◆ Work to complete
Only a number is expected here: the count of lines in this data where "Failed" occurs.

================================

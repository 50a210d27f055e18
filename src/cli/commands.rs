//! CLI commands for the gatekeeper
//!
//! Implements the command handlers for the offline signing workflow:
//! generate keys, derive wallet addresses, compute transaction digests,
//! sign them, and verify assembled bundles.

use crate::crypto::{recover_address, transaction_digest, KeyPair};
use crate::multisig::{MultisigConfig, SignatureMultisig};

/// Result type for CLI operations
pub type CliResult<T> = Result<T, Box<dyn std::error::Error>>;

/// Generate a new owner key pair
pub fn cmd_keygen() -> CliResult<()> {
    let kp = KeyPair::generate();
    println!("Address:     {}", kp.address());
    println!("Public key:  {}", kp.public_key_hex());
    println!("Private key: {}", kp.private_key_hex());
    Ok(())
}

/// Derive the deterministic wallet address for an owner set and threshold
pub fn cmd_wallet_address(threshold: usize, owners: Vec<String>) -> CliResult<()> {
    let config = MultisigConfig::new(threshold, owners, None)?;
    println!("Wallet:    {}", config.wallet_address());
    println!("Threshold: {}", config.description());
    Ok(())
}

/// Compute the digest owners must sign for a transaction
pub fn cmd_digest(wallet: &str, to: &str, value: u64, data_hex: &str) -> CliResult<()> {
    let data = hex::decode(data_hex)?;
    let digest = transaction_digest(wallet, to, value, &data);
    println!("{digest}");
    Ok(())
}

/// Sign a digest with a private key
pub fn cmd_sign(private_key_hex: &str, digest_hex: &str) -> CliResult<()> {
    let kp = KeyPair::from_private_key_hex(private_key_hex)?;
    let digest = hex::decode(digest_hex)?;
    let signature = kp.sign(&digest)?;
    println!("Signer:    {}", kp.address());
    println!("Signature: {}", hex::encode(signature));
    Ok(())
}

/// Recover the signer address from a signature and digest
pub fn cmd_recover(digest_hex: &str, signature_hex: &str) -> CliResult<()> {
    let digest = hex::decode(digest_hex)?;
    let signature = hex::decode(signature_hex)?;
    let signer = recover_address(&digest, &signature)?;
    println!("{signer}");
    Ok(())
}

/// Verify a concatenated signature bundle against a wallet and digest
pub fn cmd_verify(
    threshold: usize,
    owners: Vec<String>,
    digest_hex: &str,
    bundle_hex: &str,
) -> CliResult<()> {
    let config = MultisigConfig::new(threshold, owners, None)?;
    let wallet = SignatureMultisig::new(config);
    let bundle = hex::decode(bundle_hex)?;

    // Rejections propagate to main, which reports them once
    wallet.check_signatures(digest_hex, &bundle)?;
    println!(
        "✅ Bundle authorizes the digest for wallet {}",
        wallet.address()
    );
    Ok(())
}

================================

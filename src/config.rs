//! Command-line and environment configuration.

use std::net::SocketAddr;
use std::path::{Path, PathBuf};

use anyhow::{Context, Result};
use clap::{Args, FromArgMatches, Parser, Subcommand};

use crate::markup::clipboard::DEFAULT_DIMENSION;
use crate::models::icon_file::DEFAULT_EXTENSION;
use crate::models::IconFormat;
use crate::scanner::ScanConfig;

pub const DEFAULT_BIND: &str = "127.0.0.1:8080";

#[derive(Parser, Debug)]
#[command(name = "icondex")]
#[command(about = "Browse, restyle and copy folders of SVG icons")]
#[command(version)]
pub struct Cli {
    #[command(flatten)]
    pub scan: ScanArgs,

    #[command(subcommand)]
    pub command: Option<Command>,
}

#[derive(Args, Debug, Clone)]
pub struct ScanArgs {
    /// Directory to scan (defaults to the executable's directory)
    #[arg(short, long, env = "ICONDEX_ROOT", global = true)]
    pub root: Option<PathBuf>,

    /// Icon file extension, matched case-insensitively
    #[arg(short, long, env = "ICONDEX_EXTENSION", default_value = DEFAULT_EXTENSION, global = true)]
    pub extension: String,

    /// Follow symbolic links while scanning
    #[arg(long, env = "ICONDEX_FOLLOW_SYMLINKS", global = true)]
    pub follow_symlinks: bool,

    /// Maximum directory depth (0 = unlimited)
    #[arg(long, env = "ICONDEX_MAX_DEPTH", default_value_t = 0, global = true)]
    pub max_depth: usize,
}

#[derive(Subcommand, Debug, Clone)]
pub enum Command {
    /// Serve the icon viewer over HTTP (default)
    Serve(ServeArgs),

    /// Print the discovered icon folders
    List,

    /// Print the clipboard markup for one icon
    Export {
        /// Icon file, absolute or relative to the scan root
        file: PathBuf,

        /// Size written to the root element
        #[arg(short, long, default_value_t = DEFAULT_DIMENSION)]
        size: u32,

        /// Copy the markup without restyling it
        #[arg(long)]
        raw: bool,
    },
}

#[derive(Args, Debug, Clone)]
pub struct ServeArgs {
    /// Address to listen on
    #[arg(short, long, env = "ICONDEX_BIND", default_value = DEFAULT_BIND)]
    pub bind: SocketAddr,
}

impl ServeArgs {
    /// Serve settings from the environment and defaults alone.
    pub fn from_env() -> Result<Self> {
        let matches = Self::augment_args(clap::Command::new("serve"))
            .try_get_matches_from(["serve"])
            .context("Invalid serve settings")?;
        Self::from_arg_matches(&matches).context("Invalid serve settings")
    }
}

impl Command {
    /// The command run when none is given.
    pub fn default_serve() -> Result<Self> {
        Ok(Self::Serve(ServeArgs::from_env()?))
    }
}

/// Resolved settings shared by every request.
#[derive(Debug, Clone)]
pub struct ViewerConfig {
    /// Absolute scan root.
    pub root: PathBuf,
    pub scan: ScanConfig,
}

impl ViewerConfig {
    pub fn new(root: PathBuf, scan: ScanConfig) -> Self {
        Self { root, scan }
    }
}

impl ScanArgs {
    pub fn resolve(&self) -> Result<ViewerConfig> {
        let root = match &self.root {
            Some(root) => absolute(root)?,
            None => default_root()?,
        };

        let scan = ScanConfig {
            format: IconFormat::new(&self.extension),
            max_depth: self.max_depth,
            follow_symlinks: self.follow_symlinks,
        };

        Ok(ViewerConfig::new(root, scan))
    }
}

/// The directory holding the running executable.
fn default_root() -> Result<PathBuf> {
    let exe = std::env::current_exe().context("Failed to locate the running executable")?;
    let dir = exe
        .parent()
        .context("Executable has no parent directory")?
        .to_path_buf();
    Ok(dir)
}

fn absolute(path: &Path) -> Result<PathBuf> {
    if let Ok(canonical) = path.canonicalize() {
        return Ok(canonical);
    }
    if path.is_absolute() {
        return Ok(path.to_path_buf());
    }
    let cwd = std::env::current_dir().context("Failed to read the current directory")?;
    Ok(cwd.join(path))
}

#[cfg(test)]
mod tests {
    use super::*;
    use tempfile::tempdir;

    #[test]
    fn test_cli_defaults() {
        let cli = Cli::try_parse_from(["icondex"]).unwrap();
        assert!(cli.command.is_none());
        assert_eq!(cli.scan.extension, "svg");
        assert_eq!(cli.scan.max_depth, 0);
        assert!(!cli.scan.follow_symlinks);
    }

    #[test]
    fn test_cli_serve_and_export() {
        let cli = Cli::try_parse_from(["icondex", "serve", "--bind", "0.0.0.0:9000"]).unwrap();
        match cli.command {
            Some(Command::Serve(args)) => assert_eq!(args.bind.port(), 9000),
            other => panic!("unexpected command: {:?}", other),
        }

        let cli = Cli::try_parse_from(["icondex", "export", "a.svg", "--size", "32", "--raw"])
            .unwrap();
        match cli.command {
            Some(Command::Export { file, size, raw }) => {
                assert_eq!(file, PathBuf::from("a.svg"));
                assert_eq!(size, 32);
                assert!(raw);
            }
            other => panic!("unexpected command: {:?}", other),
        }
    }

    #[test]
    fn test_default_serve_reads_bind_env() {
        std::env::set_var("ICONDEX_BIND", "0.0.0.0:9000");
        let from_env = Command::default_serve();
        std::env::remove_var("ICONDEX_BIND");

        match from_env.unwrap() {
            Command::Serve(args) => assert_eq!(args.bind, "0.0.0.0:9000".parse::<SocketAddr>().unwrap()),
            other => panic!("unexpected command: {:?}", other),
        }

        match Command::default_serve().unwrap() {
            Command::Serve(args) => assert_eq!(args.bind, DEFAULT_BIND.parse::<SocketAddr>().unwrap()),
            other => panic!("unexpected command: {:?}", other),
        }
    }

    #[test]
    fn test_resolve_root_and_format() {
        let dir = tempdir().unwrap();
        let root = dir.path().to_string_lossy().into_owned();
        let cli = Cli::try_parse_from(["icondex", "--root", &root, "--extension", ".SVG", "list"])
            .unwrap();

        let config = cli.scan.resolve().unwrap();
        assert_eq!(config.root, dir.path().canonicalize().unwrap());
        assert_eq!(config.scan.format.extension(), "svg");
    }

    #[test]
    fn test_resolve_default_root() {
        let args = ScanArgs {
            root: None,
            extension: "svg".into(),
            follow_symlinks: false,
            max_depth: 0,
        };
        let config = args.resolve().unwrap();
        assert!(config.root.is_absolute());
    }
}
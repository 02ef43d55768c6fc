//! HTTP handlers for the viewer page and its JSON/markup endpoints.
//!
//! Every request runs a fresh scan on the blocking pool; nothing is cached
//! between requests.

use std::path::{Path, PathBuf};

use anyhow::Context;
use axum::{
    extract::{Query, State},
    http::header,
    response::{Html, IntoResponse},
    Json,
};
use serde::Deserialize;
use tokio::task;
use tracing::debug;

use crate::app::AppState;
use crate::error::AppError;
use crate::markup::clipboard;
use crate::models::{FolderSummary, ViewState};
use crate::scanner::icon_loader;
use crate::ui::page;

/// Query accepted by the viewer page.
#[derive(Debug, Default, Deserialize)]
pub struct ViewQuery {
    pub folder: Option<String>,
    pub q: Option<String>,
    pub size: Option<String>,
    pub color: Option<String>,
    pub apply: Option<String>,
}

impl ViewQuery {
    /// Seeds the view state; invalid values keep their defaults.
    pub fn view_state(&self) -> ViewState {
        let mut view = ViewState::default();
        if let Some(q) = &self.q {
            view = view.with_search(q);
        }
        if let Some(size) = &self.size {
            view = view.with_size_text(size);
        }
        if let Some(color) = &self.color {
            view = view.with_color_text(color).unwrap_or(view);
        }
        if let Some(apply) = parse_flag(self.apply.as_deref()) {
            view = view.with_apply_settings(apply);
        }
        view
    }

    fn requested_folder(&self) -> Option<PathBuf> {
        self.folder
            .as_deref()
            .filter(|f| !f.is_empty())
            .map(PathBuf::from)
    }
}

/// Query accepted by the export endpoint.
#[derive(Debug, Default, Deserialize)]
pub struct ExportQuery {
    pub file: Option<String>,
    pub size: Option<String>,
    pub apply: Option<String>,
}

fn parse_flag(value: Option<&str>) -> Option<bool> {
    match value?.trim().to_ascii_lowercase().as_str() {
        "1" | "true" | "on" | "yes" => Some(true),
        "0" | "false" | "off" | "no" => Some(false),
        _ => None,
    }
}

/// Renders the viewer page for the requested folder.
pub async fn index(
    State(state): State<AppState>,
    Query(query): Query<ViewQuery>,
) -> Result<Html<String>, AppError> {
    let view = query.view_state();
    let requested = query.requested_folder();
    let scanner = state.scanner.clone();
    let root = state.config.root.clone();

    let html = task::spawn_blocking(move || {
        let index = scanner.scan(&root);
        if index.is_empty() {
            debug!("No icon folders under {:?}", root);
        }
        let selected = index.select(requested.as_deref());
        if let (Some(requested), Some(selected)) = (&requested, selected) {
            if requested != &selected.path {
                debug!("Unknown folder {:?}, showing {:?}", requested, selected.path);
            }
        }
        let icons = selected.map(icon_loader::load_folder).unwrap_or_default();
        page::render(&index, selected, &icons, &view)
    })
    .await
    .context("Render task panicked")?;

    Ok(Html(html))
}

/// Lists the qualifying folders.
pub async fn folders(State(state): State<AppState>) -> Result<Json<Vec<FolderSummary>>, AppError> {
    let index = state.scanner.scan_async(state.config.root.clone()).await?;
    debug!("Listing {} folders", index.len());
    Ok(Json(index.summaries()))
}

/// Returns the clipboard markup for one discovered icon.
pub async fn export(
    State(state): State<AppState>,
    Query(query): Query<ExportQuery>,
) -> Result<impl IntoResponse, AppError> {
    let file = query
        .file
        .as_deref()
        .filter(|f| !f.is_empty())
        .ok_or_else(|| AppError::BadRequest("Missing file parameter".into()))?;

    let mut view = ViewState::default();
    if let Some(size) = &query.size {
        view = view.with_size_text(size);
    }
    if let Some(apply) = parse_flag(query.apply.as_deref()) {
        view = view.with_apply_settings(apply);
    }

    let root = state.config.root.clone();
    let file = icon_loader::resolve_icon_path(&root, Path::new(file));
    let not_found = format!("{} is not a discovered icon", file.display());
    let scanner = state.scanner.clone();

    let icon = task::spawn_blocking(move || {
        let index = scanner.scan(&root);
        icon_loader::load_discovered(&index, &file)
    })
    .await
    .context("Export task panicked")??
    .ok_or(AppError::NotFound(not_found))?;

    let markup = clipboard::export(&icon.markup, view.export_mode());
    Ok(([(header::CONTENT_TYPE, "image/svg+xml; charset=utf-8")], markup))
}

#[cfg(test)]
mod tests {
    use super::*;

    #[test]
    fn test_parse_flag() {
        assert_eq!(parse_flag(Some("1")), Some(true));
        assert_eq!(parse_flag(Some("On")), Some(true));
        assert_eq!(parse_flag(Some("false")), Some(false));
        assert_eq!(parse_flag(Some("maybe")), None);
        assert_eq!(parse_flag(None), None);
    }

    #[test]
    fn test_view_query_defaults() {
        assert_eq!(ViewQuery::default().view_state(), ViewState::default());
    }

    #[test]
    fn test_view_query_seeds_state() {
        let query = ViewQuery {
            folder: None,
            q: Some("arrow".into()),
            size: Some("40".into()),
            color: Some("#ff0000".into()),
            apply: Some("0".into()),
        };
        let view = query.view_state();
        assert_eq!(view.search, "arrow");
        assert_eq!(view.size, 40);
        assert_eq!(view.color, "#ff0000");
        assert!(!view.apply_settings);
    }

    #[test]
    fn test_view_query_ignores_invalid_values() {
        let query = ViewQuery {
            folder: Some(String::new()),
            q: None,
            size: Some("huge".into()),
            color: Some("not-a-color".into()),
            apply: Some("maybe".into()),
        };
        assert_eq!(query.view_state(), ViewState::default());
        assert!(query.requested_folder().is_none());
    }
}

================================

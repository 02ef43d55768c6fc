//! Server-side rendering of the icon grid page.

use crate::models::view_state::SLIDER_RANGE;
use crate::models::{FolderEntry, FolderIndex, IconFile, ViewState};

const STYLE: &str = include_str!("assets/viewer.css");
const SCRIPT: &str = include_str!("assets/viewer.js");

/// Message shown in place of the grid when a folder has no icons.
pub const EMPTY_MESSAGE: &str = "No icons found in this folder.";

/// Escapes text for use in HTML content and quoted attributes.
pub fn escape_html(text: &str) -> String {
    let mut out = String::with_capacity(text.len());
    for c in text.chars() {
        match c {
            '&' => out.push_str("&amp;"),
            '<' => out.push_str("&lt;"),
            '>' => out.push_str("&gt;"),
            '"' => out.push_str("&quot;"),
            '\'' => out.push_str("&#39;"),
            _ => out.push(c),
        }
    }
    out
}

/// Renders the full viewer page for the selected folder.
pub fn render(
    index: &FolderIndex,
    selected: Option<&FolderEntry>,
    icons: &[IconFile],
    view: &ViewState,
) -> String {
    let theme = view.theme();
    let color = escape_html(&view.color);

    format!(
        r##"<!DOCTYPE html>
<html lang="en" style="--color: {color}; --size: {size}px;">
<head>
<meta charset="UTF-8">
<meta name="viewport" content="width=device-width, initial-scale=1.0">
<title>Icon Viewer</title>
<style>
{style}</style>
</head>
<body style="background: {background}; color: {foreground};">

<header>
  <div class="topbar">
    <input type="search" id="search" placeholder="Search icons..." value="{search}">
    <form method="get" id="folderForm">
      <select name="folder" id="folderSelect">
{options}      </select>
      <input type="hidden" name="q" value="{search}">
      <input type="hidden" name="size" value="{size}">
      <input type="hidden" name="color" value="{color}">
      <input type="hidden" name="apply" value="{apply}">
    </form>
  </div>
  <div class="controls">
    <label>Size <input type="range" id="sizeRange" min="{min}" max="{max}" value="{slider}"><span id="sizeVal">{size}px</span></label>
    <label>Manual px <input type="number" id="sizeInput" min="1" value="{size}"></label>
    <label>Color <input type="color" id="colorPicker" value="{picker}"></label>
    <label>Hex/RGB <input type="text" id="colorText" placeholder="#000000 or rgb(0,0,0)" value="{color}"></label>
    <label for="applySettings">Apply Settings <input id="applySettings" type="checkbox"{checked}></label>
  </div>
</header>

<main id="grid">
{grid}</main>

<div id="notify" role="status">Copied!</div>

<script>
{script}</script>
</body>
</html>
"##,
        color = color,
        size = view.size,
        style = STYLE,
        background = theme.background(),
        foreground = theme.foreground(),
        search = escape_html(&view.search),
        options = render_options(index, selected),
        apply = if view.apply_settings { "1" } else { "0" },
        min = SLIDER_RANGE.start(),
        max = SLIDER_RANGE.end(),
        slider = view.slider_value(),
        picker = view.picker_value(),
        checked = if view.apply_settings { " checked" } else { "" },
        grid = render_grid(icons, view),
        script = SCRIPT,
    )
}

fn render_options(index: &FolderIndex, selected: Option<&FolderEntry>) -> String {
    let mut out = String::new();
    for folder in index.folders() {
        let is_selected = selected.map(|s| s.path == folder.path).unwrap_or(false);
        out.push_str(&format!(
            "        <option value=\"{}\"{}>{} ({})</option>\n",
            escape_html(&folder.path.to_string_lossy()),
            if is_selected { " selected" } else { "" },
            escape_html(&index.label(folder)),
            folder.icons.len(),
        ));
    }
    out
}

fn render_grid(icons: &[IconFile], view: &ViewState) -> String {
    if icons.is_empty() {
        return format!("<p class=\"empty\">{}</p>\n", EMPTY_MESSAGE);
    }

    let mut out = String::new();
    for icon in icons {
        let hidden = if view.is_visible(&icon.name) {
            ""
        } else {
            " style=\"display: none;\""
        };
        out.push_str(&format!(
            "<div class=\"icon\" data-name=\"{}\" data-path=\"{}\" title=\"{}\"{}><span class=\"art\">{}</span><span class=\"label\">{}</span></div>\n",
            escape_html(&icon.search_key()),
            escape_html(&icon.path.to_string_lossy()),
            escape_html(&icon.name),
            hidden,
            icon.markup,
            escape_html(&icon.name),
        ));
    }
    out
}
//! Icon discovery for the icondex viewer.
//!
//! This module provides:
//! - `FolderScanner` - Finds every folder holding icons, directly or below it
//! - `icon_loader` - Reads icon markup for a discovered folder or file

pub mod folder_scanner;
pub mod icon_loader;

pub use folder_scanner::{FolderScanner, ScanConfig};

================================

◆ Written solution
2